TASK TO CARRY OUT — Go through the records below line by line. Count the lines with "fails" and give the count alone.

DATASET —
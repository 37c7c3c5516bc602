//! Single-purpose file and directory mutations.

use std::io::ErrorKind;
use std::path::{Path, PathBuf};

use fileshell_transfer::TransferError;
use tokio::io::AsyncWriteExt;

use crate::FileOpsError;

/// Creates `path` holding exactly `content`.
///
/// Uses exclusive create, so an existing entry fails with
/// [`FileOpsError::AlreadyExists`] and is left untouched.
pub async fn create_file(path: &Path, content: &[u8]) -> Result<(), FileOpsError> {
    let mut file = tokio::fs::OpenOptions::new()
        .write(true)
        .create_new(true)
        .open(path)
        .await
        .map_err(|e| already_exists_or(path, e))?;
    file.write_all(content).await?;
    file.flush().await?;

    tracing::info!(path = %path.display(), "created file");
    Ok(())
}

/// Creates `path` and any missing parents.
///
/// The existence check and the creation are two steps; a directory created
/// concurrently in between is not reported.
pub async fn create_directory(path: &Path) -> Result<(), FileOpsError> {
    if tokio::fs::try_exists(path).await? {
        return Err(FileOpsError::AlreadyExists(path.to_path_buf()));
    }
    tokio::fs::create_dir_all(path).await?;

    tracing::info!(path = %path.display(), "created directory");
    Ok(())
}

/// Renames `old` to `new`. Refuses to replace an existing `new`.
///
/// Like [`create_directory`], the existence check and the rename are two
/// steps; a `new` created concurrently in between is replaced.
pub async fn rename_file(old: &Path, new: &Path) -> Result<(), FileOpsError> {
    if tokio::fs::try_exists(new).await? {
        return Err(FileOpsError::AlreadyExists(new.to_path_buf()));
    }
    tokio::fs::rename(old, new).await?;

    tracing::info!(from = %old.display(), to = %new.display(), "renamed file");
    Ok(())
}

/// Removes a single file. Directories are rejected by the OS.
pub async fn delete_file(path: &Path) -> Result<(), FileOpsError> {
    tokio::fs::remove_file(path).await?;

    tracing::info!(path = %path.display(), "deleted file");
    Ok(())
}

/// Copies `source` into `dest_dir`, keeping its file name.
///
/// Returns the path of the new copy.
pub async fn copy_file(
    source: &Path,
    dest_dir: &Path,
    chunk_size: usize,
) -> Result<PathBuf, FileOpsError> {
    let name = source.file_name().ok_or_else(|| {
        std::io::Error::new(
            ErrorKind::InvalidInput,
            format!("no file name in {}", source.display()),
        )
    })?;
    let dest = dest_dir.join(name);

    match fileshell_transfer::copy_file(source, &dest, chunk_size).await {
        Ok(bytes) => {
            tracing::info!(src = %source.display(), dst = %dest.display(), bytes, "copied file");
            Ok(dest)
        }
        Err(TransferError::Io(e)) => Err(already_exists_or(&dest, e)),
        Err(e) => Err(e.into()),
    }
}

/// Copies `source` into `dest_dir`, then deletes `source`.
///
/// Not atomic: if the delete fails after a successful copy, the copy is
/// kept and the delete error is returned.
pub async fn move_file(
    source: &Path,
    dest_dir: &Path,
    chunk_size: usize,
) -> Result<PathBuf, FileOpsError> {
    let dest = copy_file(source, dest_dir, chunk_size).await?;
    if let Err(e) = delete_file(source).await {
        tracing::warn!(
            src = %source.display(),
            dst = %dest.display(),
            error = %e,
            "copy succeeded but source could not be removed"
        );
        return Err(e);
    }

    tracing::info!(src = %source.display(), dst = %dest.display(), "moved file");
    Ok(dest)
}

fn already_exists_or(path: &Path, e: std::io::Error) -> FileOpsError {
    if e.kind() == ErrorKind::AlreadyExists {
        FileOpsError::AlreadyExists(path.to_path_buf())
    } else {
        FileOpsError::Io(e)
    }
}
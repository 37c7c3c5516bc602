//! File operations, path validation and directory listing.
//!
//! Every operation here takes already-resolved absolute paths. Resolving
//! user input against the session's current directory, and checking that
//! it exists, is the job of [`PathValidator`].

mod browse;
mod ops;
mod paths;

use std::path::PathBuf;

pub use browse::{DirEntry, EntryKind, list_directory};
pub use ops::{copy_file, create_directory, create_file, delete_file, move_file, rename_file};
pub use paths::{InvalidPath, PathValidator, normalize};

/// Errors produced by file operations.
#[derive(Debug, thiserror::Error)]
pub enum FileOpsError {
    #[error("I/O error: {0}")]
    Io(#[from] std::io::Error),

    #[error("already exists: {}", .0.display())]
    AlreadyExists(PathBuf),

    #[error(transparent)]
    Transfer(#[from] fileshell_transfer::TransferError),
}

/// Returns the user's home directory.
pub fn home_dir() -> PathBuf {
    #[cfg(windows)]
    let var = "USERPROFILE";
    #[cfg(not(windows))]
    let var = "HOME";

    std::env::var(var)
        .map(PathBuf::from)
        .unwrap_or_else(|_| std::env::temp_dir())
}
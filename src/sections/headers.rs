use std::collections::HashMap;

use chrono::NaiveDate;
use rust_decimal::Decimal;

use crate::grid::Grid;
use crate::models::{DiagnosticReason, Diagnostics, Field, SectionKind};
use crate::sections::locator::fold;
use crate::types::Cell;

/// Ranked keyword sets per field. Every keyword of a set must appear in the same header cell.
pub type SynonymTable = &'static [(Field, &'static [&'static [&'static str]])];

static EMPTY_CELL: Cell = Cell::Empty;

/// Folded text of every cell in a header row, blank cells included so indices stay positional.
pub fn header_texts(grid: &Grid, index: usize) -> Vec<String> {
    grid.row(index).iter().map(|cell| fold(&cell.as_text())).collect()
}

/// First column whose header contains all keywords.
pub fn find_column(headers: &[String], keywords: &[&str]) -> Option<usize> {
    headers.iter().position(|header| keywords.iter().all(|keyword| header.contains(keyword)))
}

/// Tries each synonym set in rank order; the first set matched by any column decides.
pub fn resolve_synonyms(headers: &[String], synonyms: &[&[&str]]) -> Option<usize> {
    synonyms.iter().find_map(|keywords| find_column(headers, keywords))
}

/// First and second columns containing `keyword`, assigned to buy and sell by position.
pub fn positional_pair(headers: &[String], keyword: &str) -> (Option<usize>, Option<usize>) {
    let mut matches = headers.iter().enumerate()
        .filter(|(_, header)| header.contains(keyword))
        .map(|(column, _)| column);

    (matches.next(), matches.next())
}

/// Resolves a buy/sell column pair sharing a generic keyword.
///
/// Secondary keywords are tried first. When they do not yield two distinct columns the
/// pair falls back to position: first occurrence is buy, second is sell.
pub fn resolve_pair(headers: &[String], generic: &str, buy: &str, sell: &str) -> (Option<usize>, Option<usize>) {
    match (find_column(headers, &[generic, buy]), find_column(headers, &[generic, sell])) {
        (Some(buy_column), Some(sell_column)) if buy_column != sell_column => (Some(buy_column), Some(sell_column)),
        _ => positional_pair(headers, generic)
    }
}

/// Field to column assignment for one located table.
#[derive(Debug, Clone, Default, PartialEq)]
pub struct ColumnMap {
    columns: HashMap<Field, usize>
}

impl ColumnMap {
    pub fn resolve(headers: &[String], table: SynonymTable) -> Self {
        let mut map = Self::default();

        for (field, synonyms) in table {
            map.insert(*field, resolve_synonyms(headers, synonyms));
        }

        map
    }

    pub fn insert(&mut self, field: Field, column: Option<usize>) {
        if let Some(column) = column {
            self.columns.insert(field, column);
        }
    }

    pub fn insert_pair(&mut self, fields: (Field, Field), columns: (Option<usize>, Option<usize>)) {
        self.insert(fields.0, columns.0);
        self.insert(fields.1, columns.1);
    }

    pub fn get(&self, field: Field) -> Option<usize> {
        self.columns.get(&field).copied()
    }
}

/// Typed access to one data row through a resolved column map.
///
/// Reads of unresolved columns see an empty cell. Coercion fallbacks are recorded
/// in the diagnostics passed to each read.
pub struct RowContext<'a> {
    grid: &'a Grid,
    index: usize,
    columns: &'a ColumnMap,
    section: SectionKind
}

impl<'a> RowContext<'a> {
    pub fn new(grid: &'a Grid, index: usize, columns: &'a ColumnMap, section: SectionKind) -> Self {
        Self { grid, index, columns, section }
    }

    pub fn display_row(&self) -> usize {
        self.grid.display_row(self.index)
    }

    pub fn cell(&self, field: Field) -> &'a Cell {
        match self.columns.get(field) {
            Some(column) => self.grid.cell(self.index, column),
            None => &EMPTY_CELL
        }
    }

    pub fn text(&self, field: Field) -> String {
        self.cell(field).as_text()
    }

    pub fn amount(&self, field: Field, diagnostics: &mut Diagnostics) -> Decimal {
        let cell = self.cell(field);

        cell.amount().unwrap_or_else(|_| {
            diagnostics.row(self.section, self.display_row(), DiagnosticReason::NumericDefault {
                field,
                value: cell.as_text()
            });
            Decimal::ZERO
        })
    }

    pub fn date(&self, field: Field, diagnostics: &mut Diagnostics) -> Option<NaiveDate> {
        let cell = self.cell(field);

        match cell.date() {
            Ok(date) => Some(date),
            Err(_) => {
                diagnostics.row(self.section, self.display_row(), DiagnosticReason::UnparseableDate {
                    value: cell.as_text()
                });
                None
            }
        }
    }
}
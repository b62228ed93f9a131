use thiserror::Error;

#[derive(Debug, Error, PartialEq)]
pub enum CoercionError {
    #[error("Coercion error: Missing value")]
    MissingValue,
    #[error("Coercion error: Invalid amount [{0}]")]
    InvalidAmount(String),
    #[error("Coercion error: Invalid date [{0}]")]
    InvalidDate(String),
    #[error("Coercion error: Serial day [{0}] is outside the spreadsheet calendar")]
    SerialOutOfRange(f64)
}
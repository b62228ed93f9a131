use std::ops::Range;

use tracing::debug;

use crate::grid::Grid;
use crate::models::Operation;
use crate::sections::state::{Instrument, InstrumentState};

/// Role of one row inside a trade table.
#[derive(Debug, Clone, PartialEq, Eq)]
pub enum TradeRow {
    /// All-empty row, terminates the table.
    End,
    Subtotal,
    Declaration(Instrument),
    Trade
}

/// Drives the instrument state machine over the data rows of a trade table.
///
/// `build` is called for every trade row with the active instrument and may decline the row.
pub fn walk_trades<C, B>(grid: &Grid, rows: Range<usize>, classify: C, mut build: B) -> Vec<Operation>
where
    C: Fn(&Grid, usize) -> TradeRow,
    B: FnMut(usize, &Instrument) -> Option<Operation>
{
    let mut state = InstrumentState::Idle;
    let mut operations = Vec::new();
    let end = rows.end.min(grid.height());

    for index in rows.start..end {
        match classify(grid, index) {
            TradeRow::End => {
                debug!("Trade table ends at row {}", grid.display_row(index));
                break;
            }
            TradeRow::Subtotal => continue,
            TradeRow::Declaration(instrument) => {
                debug!("Instrument [{}] declared at row {}", instrument.ticker, grid.display_row(index));
                state.declare(instrument);
            }
            TradeRow::Trade => {
                if let Some(operation) = build(index, &state.instrument()) {
                    operations.push(operation);
                }
            }
        }
    }

    operations
}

SOLUTION TO THE PROBLEM — 2